[Task statement]
A faithful transcription of all lines below is the expected answer.

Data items
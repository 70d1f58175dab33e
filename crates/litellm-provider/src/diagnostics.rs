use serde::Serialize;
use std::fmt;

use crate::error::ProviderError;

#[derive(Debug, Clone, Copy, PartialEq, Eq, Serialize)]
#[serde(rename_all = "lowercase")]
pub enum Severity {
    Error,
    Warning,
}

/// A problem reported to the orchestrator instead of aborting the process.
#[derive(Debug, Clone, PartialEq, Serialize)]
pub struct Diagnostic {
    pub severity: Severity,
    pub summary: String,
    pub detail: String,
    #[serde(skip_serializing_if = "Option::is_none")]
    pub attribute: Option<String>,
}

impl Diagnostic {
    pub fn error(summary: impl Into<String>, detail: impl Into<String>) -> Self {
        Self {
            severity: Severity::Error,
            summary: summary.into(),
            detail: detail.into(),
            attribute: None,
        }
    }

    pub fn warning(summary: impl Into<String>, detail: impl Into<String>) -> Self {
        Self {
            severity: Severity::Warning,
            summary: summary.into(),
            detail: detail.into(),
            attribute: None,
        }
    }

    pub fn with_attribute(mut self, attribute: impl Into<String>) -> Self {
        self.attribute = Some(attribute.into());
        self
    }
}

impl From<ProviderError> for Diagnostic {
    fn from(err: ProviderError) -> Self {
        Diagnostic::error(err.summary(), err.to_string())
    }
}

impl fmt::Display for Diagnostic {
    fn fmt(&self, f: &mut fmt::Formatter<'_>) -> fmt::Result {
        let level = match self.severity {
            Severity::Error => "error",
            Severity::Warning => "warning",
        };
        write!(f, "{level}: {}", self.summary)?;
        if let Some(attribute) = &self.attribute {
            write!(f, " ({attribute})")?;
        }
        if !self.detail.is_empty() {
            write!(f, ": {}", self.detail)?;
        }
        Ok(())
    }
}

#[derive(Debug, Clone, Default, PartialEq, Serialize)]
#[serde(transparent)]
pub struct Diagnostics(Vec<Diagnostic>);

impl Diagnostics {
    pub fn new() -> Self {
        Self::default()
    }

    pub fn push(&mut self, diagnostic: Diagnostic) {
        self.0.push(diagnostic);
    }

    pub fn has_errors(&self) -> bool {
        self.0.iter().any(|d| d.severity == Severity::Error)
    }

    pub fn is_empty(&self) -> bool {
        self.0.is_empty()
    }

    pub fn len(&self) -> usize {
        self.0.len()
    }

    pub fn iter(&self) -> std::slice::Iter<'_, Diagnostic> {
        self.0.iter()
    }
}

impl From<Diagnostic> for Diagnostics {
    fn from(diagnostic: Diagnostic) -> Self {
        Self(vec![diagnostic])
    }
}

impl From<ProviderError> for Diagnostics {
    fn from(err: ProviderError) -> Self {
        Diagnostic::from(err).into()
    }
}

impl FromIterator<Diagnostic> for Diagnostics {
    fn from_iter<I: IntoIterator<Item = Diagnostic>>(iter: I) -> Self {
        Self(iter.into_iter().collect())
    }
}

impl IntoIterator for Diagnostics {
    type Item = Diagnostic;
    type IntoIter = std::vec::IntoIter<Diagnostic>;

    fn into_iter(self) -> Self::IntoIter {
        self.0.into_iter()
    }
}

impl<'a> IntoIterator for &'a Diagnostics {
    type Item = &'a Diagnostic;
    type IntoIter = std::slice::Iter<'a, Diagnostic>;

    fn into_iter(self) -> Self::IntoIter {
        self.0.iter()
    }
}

[Task result]
repository 70d1f58175dab33e
filename crates/litellm-provider/src/diagnostics.rs
use serde::Serialize;
use std::fmt;

use crate::error::ProviderError;

#[derive(Debug, Clone, Copy, PartialEq, Eq, Serialize)]
#[serde(rename_all = "lowercase")]
pub enum Severity {
    Error,
    Warning,
}

/// A problem reported to the orchestrator instead of aborting the process.
#[derive(Debug, Clone, PartialEq, Serialize)]
pub struct Diagnostic {
    pub severity: Severity,
    pub summary: String,
    pub detail: String,
    #[serde(skip_serializing_if = "Option::is_none")]
    pub attribute: Option<String>,
}

impl Diagnostic {
    pub fn error(summary: impl Into<String>, detail: impl Into<String>) -> Self {
        Self {
            severity: Severity::Error,
            summary: summary.into(),
            detail: detail.into(),
            attribute: None,
        }
    }

    pub fn warning(summary: impl Into<String>, detail: impl Into<String>) -> Self {
        Self {
            severity: Severity::Warning,
            summary: summary.into(),
            detail: detail.into(),
            attribute: None,
        }
    }

    pub fn with_attribute(mut self, attribute: impl Into<String>) -> Self {
        self.attribute = Some(attribute.into());
        self
    }
}

impl From<ProviderError> for Diagnostic {
    fn from(err: ProviderError) -> Self {
        Diagnostic::error(err.summary(), err.to_string())
    }
}

impl fmt::Display for Diagnostic {
    fn fmt(&self, f: &mut fmt::Formatter<'_>) -> fmt::Result {
        let level = match self.severity {
            Severity::Error => "error",
            Severity::Warning => "warning",
        };
        write!(f, "{level}: {}", self.summary)?;
        if let Some(attribute) = &self.attribute {
            write!(f, " ({attribute})")?;
        }
        if !self.detail.is_empty() {
            write!(f, ": {}", self.detail)?;
        }
        Ok(())
    }
}

#[derive(Debug, Clone, Default, PartialEq, Serialize)]
#[serde(transparent)]
pub struct Diagnostics(Vec<Diagnostic>);

impl Diagnostics {
    pub fn new() -> Self {
        Self::default()
    }

    pub fn push(&mut self, diagnostic: Diagnostic) {
        self.0.push(diagnostic);
    }

    pub fn has_errors(&self) -> bool {
        self.0.iter().any(|d| d.severity == Severity::Error)
    }

    pub fn is_empty(&self) -> bool {
        self.0.is_empty()
    }

    pub fn len(&self) -> usize {
        self.0.len()
    }

    pub fn iter(&self) -> std::slice::Iter<'_, Diagnostic> {
        self.0.iter()
    }
}

impl From<Diagnostic> for Diagnostics {
    fn from(diagnostic: Diagnostic) -> Self {
        Self(vec![diagnostic])
    }
}

impl From<ProviderError> for Diagnostics {
    fn from(err: ProviderError) -> Self {
        Diagnostic::from(err).into()
    }
}

impl FromIterator<Diagnostic> for Diagnostics {
    fn from_iter<I: IntoIterator<Item = Diagnostic>>(iter: I) -> Self {
        Self(iter.into_iter().collect())
    }
}

impl IntoIterator for Diagnostics {
    type Item = Diagnostic;
    type IntoIter = std::vec::IntoIter<Diagnostic>;

    fn into_iter(self) -> Self::IntoIter {
        self.0.into_iter()
    }
}

impl<'a> IntoIterator for &'a Diagnostics {
    type Item = &'a Diagnostic;
    type IntoIter = std::slice::Iter<'a, Diagnostic>;

    fn into_iter(self) -> Self::IntoIter {
        self.0.iter()
    }
}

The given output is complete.